O duvidoso em Adorno não é o paradoxal e o aporístico de seus principais pensamentos, mas um resto de ingenuidade quanto à filosofia linguística. Adorno reconheceu, é bem verdade, e acentuou várias vezes que a filosofia não pode posicionar-se fora da língua para formular uma crítica do pensamento conceptual, mas a ideia de uma crítica do conceito identificador pressupõe um tal posicio-namento fora da língua. A filosofia de Adorno é um ataque à língua como limite da filosofia do sujeito; sem saber revela tal segredo. O paradigma da filosofia do sujeito para o conhecimento da realidade foi buscado -- desde Kant até o jovem Wittgenstein -- na física matemática. A critica do pensamento identificador censura consequentemente o conceito geral como tal, e, assim, censura a razão discursiva pela relação interna entre teoria e técnica, entre conhecimento e ação, ideias implantadas na gramática lógica das teorias físicas. Dessa forma, pode parecer que o uso normal da língua comete a mesma violência sobre a realidade histórico-social como na natureza de urna rede de relações nomológicas, e que violenta justamente essa natureza. Essa constelação fundamental do pensamento explica a perspectiva filosófica reconciliadora e explica ao mesmo tempo as insolúveis aporias de sua filosofia: Adorno só pode pensar a outra consciência instrumental longe da razão discursiva e só pensar a ordem não imposta da sociedade numa natureza redimida em sua totalidade.

A consciência do caráter natural do sujeito, que A dialética do Iluminismo exige,69 não é suficiente para desmitologizar a idealista filosofia do sujeito. Primeiro a consciência de que o caráter linguístico do sujeito pode quebrar o encantamento da filosofia do sujeito e fazer aparecer a práxis comunicativa que fundamenta a base da vida do significado linguístico, desde que o representativo e o crítico são somente imagens do sujeito conceptualmente "identificador" e instrumentalmente ativo.7° Com isso arrancamos a base da crítica do conceito identificador. Se queremos falar seriamente de uma relação entre os momentos violadores ou violentos, não-verdadeiros ou genéricos em matéria de crítica linguística, só pode ser questão de problemas dentro da língua. Dessa forma, os momentos de acréscimo e de violação não a sobrecarregariam sem um uso específico de conceitos genéricos, e o não-verdadeiro seria tomado por uma não-verdade da língua (e não como uma inverdade criada pela língua).
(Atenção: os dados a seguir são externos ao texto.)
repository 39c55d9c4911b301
use std::path::PathBuf;

use clap::{Parser, Subcommand};

#[derive(Debug, Parser)]
#[command(
    name = "fvd-mbb",
    version,
    about = "Configurable mobile bottom navigation bar",
    long_about = "Renders a fixed bottom navigation bar from stored settings,\n\
                  resolves submitted settings, and checks GitHub for newer releases."
)]
pub struct Cli {
    /// Keep config, cache and logs under this directory
    #[arg(long, global = true, value_name = "DIR")]
    pub config_dir: Option<PathBuf>,

    /// Also log to stderr
    #[arg(short, long, global = true)]
    pub verbose: bool,

    #[command(subcommand)]
    pub command: Command,
}

#[derive(Debug, Subcommand)]
pub enum Command {
    /// Print the inline stylesheet and bar markup
    Render,

    /// Print the resolved settings as JSON
    Show,

    /// Resolve submitted settings (JSON) and store them
    Save {
        /// Form input file, or `-` for stdin
        #[arg(value_name = "FILE")]
        input: PathBuf,
    },

    /// Remove stored settings so defaults apply
    Reset,

    /// Check GitHub for a newer release
    CheckUpdate {
        /// Version to compare against (defaults to this build)
        #[arg(long, value_name = "VERSION")]
        current_version: Option<String>,

        /// Ignore a cached release and fetch again
        #[arg(long)]
        force: bool,
    },

    /// Print host settings
    Settings {
        /// Write the effective settings back to the settings file
        #[arg(long)]
        write: bool,
    },
}

#[cfg(test)]
mod tests {
    use clap::Parser;

    use super::{Cli, Command};

    #[test]
    fn global_flags_are_accepted_after_subcommand() {
        let cli = Cli::try_parse_from(["fvd-mbb", "render", "--config-dir", "/tmp/fvd", "-v"])
            .expect("arguments should parse");

        assert!(cli.verbose);
        assert_eq!(cli.config_dir.as_deref(), Some(std::path::Path::new("/tmp/fvd")));
        assert!(matches!(cli.command, Command::Render));
    }

    #[test]
    fn check_update_options_parse() {
        let cli = Cli::try_parse_from([
            "fvd-mbb",
            "check-update",
            "--current-version",
            "1.2.0",
            "--force",
        ])
        .expect("arguments should parse");

        match cli.command {
            Command::CheckUpdate {
                current_version,
                force,
            } => {
                assert_eq!(current_version.as_deref(), Some("1.2.0"));
                assert!(force);
            }
            other => panic!("unexpected command: {other:?}"),
        }
    }

    #[test]
    fn save_requires_input() {
        assert!(Cli::try_parse_from(["fvd-mbb", "save"]).is_err());

        let cli = Cli::try_parse_from(["fvd-mbb", "save", "-"]).expect("stdin marker parses");
        assert!(matches!(cli.command, Command::Save { input } if input.as_os_str() == "-"));
    }
}
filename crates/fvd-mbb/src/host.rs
//! Host operations: the points where a site calls into the bar.
//!
//! Rendering reads the stored option record fresh on every call. Saving is
//! the only path that writes it.

use std::io::Read;
use std::path::Path;
use std::sync::Arc;

use fvd_core::{
    AppUpdate, BarConfig, RawBarConfig, ReleaseCache, ReleaseChecker, UpdateError, http_client,
    render_bar, render_styles, resolve,
};
use fvd_platform::AppPaths;
use log::{info, warn};

use crate::cache::DiskCache;
use crate::error::AppError;
use crate::options::{OptionStore, SETTINGS_OPTION};
use crate::settings::HostSettings;

pub struct Host {
    paths: AppPaths,
    settings: HostSettings,
    store: OptionStore,
}

impl Host {
    pub fn new(paths: AppPaths, settings: HostSettings) -> Self {
        let store = OptionStore::new(paths.options_file());
        Self {
            paths,
            settings,
            store,
        }
    }

    pub fn settings(&self) -> &HostSettings {
        &self.settings
    }

    pub fn paths(&self) -> &AppPaths {
        &self.paths
    }

    /// The stored record resolved against defaults. An unreadable store
    /// renders the defaults.
    pub fn load_config(&self) -> BarConfig {
        let raw = match self.store.get(SETTINGS_OPTION) {
            Ok(Some(value)) => RawBarConfig::from_value(value),
            Ok(None) => RawBarConfig::default(),
            Err(error) => {
                warn!("Falling back to default bar settings: {error}");
                RawBarConfig::default()
            }
        };
        resolve(&raw)
    }

    /// Inline stylesheet followed by the bar markup.
    pub fn render(&self) -> String {
        let config = self.load_config();
        format!(
            "<style id=\"fvd-mbb-inline-css\">{}</style>\n{}\n",
            render_styles(&config),
            render_bar(&config, &self.settings.home_url)
        )
    }

    /// Resolve a submitted form (JSON) and persist the resolved record.
    pub fn save(&self, form: &str) -> Result<BarConfig, AppError> {
        let value: serde_json::Value = serde_json::from_str(form)
            .map_err(|error| AppError::json("form input is not valid JSON", error))?;
        let config = resolve(&RawBarConfig::from_value(value));
        self.store.set(SETTINGS_OPTION, &config.to_raw())?;
        info!(
            "Saved bar settings with {} buttons to {}",
            config.buttons_count,
            self.store.path().display()
        );
        Ok(config)
    }

    /// Drop the stored record so rendering uses defaults again.
    pub fn reset(&self) -> Result<bool, AppError> {
        Ok(self.store.delete(SETTINGS_OPTION)?)
    }

    fn release_checker(&self, cache: Arc<ReleaseCache>) -> Result<ReleaseChecker, UpdateError> {
        let client = http_client(self.settings.http_timeout())?;
        Ok(ReleaseChecker::new(client, cache)
            .with_api_base(self.settings.api_base_url.clone())
            .with_repo(self.settings.github_repo.clone())
            .with_asset_name(self.settings.release_asset.clone()))
    }

    /// Check for a newer release, reusing the on-disk cache slot while it is
    /// fresh. `force` skips reading the slot; it is only replaced when the
    /// forced fetch succeeds.
    pub async fn check_for_update(&self, current_version: &str, force: bool) -> Option<AppUpdate> {
        let cache_path = self.paths.release_cache_file();
        let cache = Arc::new(ReleaseCache::new(self.settings.release_cache_ttl()));
        if !force {
            DiskCache::restore_into(&cache_path, &cache);
        }

        let update = match self.release_checker(Arc::clone(&cache)) {
            Ok(checker) => checker.check_for_update(current_version).await,
            Err(error) => {
                warn!("Update check skipped: {error}");
                None
            }
        };

        if !force || cache.snapshot().is_some() {
            DiskCache::persist_from(&cache_path, &cache);
        }
        update
    }
}

/// Read form input from a file, or from stdin when `path` is `-`.
pub fn read_form_input(path: &Path) -> Result<String, AppError> {
    if path == Path::new("-") {
        let mut input = String::new();
        std::io::stdin()
            .read_to_string(&mut input)
            .map_err(|error| AppError::io("failed to read form input from stdin", error))?;
        return Ok(input);
    }

    std::fs::read_to_string(path).map_err(|error| AppError::io("failed to read form input", error))
}
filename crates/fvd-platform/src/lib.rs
mod paths;

pub use paths::{AppPaths, AppPathsError};
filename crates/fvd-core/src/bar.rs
use serde::{Deserialize, Serialize};

use crate::lookup::{WidthRange, default_selector};

pub const MIN_BUTTONS: u32 = 1;
pub const MAX_BUTTONS: u32 = 6;
pub const MIN_ICON_SIZE: u32 = 12;
pub const MAX_ICON_SIZE: u32 = 48;

const DEFAULT_BUTTONS_COUNT: u32 = 4;
const DEFAULT_BACKGROUND: &str = "#0b0f19";

#[derive(Debug, Clone, Copy, Default, PartialEq, Eq, Hash, Serialize, Deserialize)]
#[serde(rename_all = "snake_case")]
pub enum ActionType {
    #[default]
    Url,
    Search,
    Cart,
    CustomTrigger,
}

impl ActionType {
    pub const ALL: [Self; 4] = [Self::Url, Self::Search, Self::Cart, Self::CustomTrigger];

    #[must_use]
    pub const fn as_str(self) -> &'static str {
        match self {
            Self::Url => "url",
            Self::Search => "search",
            Self::Cart => "cart",
            Self::CustomTrigger => "custom_trigger",
        }
    }

    /// Matches a submitted value, ignoring surrounding whitespace and case.
    #[must_use]
    pub fn from_name(name: &str) -> Option<Self> {
        let name = name.trim();
        Self::ALL
            .into_iter()
            .find(|action| action.as_str().eq_ignore_ascii_case(name))
    }

    /// Anything other than a plain link is rendered as a trigger button.
    #[must_use]
    pub const fn is_trigger(self) -> bool {
        !matches!(self, Self::Url)
    }
}

impl std::fmt::Display for ActionType {
    fn fmt(&self, f: &mut std::fmt::Formatter<'_>) -> std::fmt::Result {
        f.write_str(self.as_str())
    }
}

#[derive(Debug, Clone, Copy, Default, PartialEq, Eq, Hash, Serialize, Deserialize)]
#[serde(rename_all = "kebab-case")]
pub enum IntegrationProvider {
    #[default]
    None,
    Elementor,
    RoyalElementor,
    Custom,
}

impl IntegrationProvider {
    pub const ALL: [Self; 4] = [
        Self::None,
        Self::Elementor,
        Self::RoyalElementor,
        Self::Custom,
    ];

    #[must_use]
    pub const fn as_str(self) -> &'static str {
        match self {
            Self::None => "none",
            Self::Elementor => "elementor",
            Self::RoyalElementor => "royal-elementor",
            Self::Custom => "custom",
        }
    }

    #[must_use]
    pub fn from_name(name: &str) -> Option<Self> {
        let name = name.trim();
        Self::ALL
            .into_iter()
            .find(|provider| provider.as_str().eq_ignore_ascii_case(name))
    }
}

impl std::fmt::Display for IntegrationProvider {
    fn fmt(&self, f: &mut std::fmt::Formatter<'_>) -> std::fmt::Result {
        f.write_str(self.as_str())
    }
}

#[derive(Debug, Clone, Copy, Default, PartialEq, Eq, Hash, Serialize, Deserialize)]
#[serde(rename_all = "lowercase")]
pub enum Visibility {
    #[default]
    Mobile,
    Tablet,
    Desktop,
    Custom,
}

impl Visibility {
    pub const ALL: [Self; 4] = [Self::Mobile, Self::Tablet, Self::Desktop, Self::Custom];

    #[must_use]
    pub const fn as_str(self) -> &'static str {
        match self {
            Self::Mobile => "mobile",
            Self::Tablet => "tablet",
            Self::Desktop => "desktop",
            Self::Custom => "custom",
        }
    }

    #[must_use]
    pub fn from_name(name: &str) -> Option<Self> {
        let name = name.trim();
        Self::ALL
            .into_iter()
            .find(|visibility| visibility.as_str().eq_ignore_ascii_case(name))
    }
}

impl std::fmt::Display for Visibility {
    fn fmt(&self, f: &mut std::fmt::Formatter<'_>) -> std::fmt::Result {
        f.write_str(self.as_str())
    }
}

/// One slot of the bottom bar.
#[derive(Debug, Clone, PartialEq, Eq, Serialize, Deserialize)]
pub struct ButtonConfig {
    pub url: String,
    pub color: String,
    pub size: u32,
    pub icon: String,
    pub label: String,
    pub action_type: ActionType,
    pub integration_provider: IntegrationProvider,
    #[serde(default)]
    pub target_selector: String,
}

impl ButtonConfig {
    /// The configured selector, or the one implied by the action/provider
    /// pair when none was configured.
    #[must_use]
    pub fn effective_selector(&self) -> &str {
        if self.target_selector.is_empty() {
            default_selector(self.action_type, self.integration_provider).unwrap_or("")
        } else {
            &self.target_selector
        }
    }

    /// Glyph classes for the icon span.
    #[must_use]
    pub fn icon_class(&self) -> String {
        format!("dashicons dashicons-{}", self.icon)
    }
}

struct ButtonPreset {
    url: &'static str,
    icon: &'static str,
    label: &'static str,
    action_type: ActionType,
    integration_provider: IntegrationProvider,
}

const BUTTON_COLOR: &str = "#ffffff";
const BUTTON_SIZE: u32 = 22;

const BUTTON_PRESETS: [ButtonPreset; 6] = [
    ButtonPreset {
        url: "/",
        icon: "admin-home",
        label: "Home",
        action_type: ActionType::Url,
        integration_provider: IntegrationProvider::None,
    },
    ButtonPreset {
        url: "#",
        icon: "search",
        label: "Search",
        action_type: ActionType::Search,
        integration_provider: IntegrationProvider::None,
    },
    ButtonPreset {
        url: "/cart/",
        icon: "cart",
        label: "Cart",
        action_type: ActionType::Cart,
        integration_provider: IntegrationProvider::None,
    },
    ButtonPreset {
        url: "/my-account/",
        icon: "admin-users",
        label: "Account",
        action_type: ActionType::Url,
        integration_provider: IntegrationProvider::None,
    },
    ButtonPreset {
        url: "/gallery/",
        icon: "format-gallery",
        label: "Gallery",
        action_type: ActionType::Url,
        integration_provider: IntegrationProvider::None,
    },
    ButtonPreset {
        url: "#",
        icon: "share",
        label: "Share",
        action_type: ActionType::CustomTrigger,
        integration_provider: IntegrationProvider::Custom,
    },
];

impl ButtonPreset {
    fn to_config(&self) -> ButtonConfig {
        ButtonConfig {
            url: self.url.to_string(),
            color: BUTTON_COLOR.to_string(),
            size: BUTTON_SIZE,
            icon: self.icon.to_string(),
            label: self.label.to_string(),
            action_type: self.action_type,
            integration_provider: self.integration_provider,
            target_selector: String::new(),
        }
    }
}

/// The positional default table: home, search, cart, account, gallery, share.
#[must_use]
pub fn default_buttons() -> Vec<ButtonConfig> {
    BUTTON_PRESETS.iter().map(ButtonPreset::to_config).collect()
}

/// Fully resolved bar configuration. `buttons.len()` always equals
/// `buttons_count`.
#[derive(Debug, Clone, PartialEq, Eq, Serialize, Deserialize)]
pub struct BarConfig {
    pub buttons_count: u32,
    pub background_color: String,
    pub visibility: Visibility,
    pub custom_min_width: u32,
    pub custom_max_width: u32,
    pub buttons: Vec<ButtonConfig>,
}

impl Default for BarConfig {
    fn default() -> Self {
        Self {
            buttons_count: DEFAULT_BUTTONS_COUNT,
            background_color: DEFAULT_BACKGROUND.to_string(),
            visibility: Visibility::Mobile,
            custom_min_width: 0,
            custom_max_width: 0,
            buttons: BUTTON_PRESETS
                .iter()
                .take(DEFAULT_BUTTONS_COUNT as usize)
                .map(ButtonPreset::to_config)
                .collect(),
        }
    }
}

impl BarConfig {
    /// Viewport widths in which the bar is displayed.
    #[must_use]
    pub fn visible_range(&self) -> WidthRange {
        WidthRange::for_visibility(
            self.visibility,
            self.custom_min_width,
            self.custom_max_width,
        )
    }
}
A critica de Adorno pode ser reformulada (e diferenciada) nesse sentido se entendermos a violência no pensamento identificador como bloqueios especificos, patologias ou perversões na comunicação linguística ou na práxis da sociedade. Então e só então fica claro em que sentido a generalidade dos significados linguísticos pode violar a integridade do não-idêntico ou ocultar o específico de um fenômeno. Somente quando trazemos de volta o não-idêntico existente dentro da língua para um horizonte de práxis linguística intersubjetiva fica claro quando e em que sentido a desproporção entre geral e específico pode implicar uma violação ou amputação do não-idêntico, e quais as perturbações, bloqueios e limitações específicas da comunicação que são revelados em tais desproporções. Na medida em que conseguimos nominar a injustiça que o uso reificador das generalizações e dos clichês linguísticos acrescenta ao específico, mostramos implicitamente os recursos inerentes da língua que podem ser usados para fazer justiça ao mesmo. Para explicitar isso quero valer-me de três exemplos (ou tipos de exemplos), nos quais a questão da desproporção entre o geral e o particular surge de diferentes formas.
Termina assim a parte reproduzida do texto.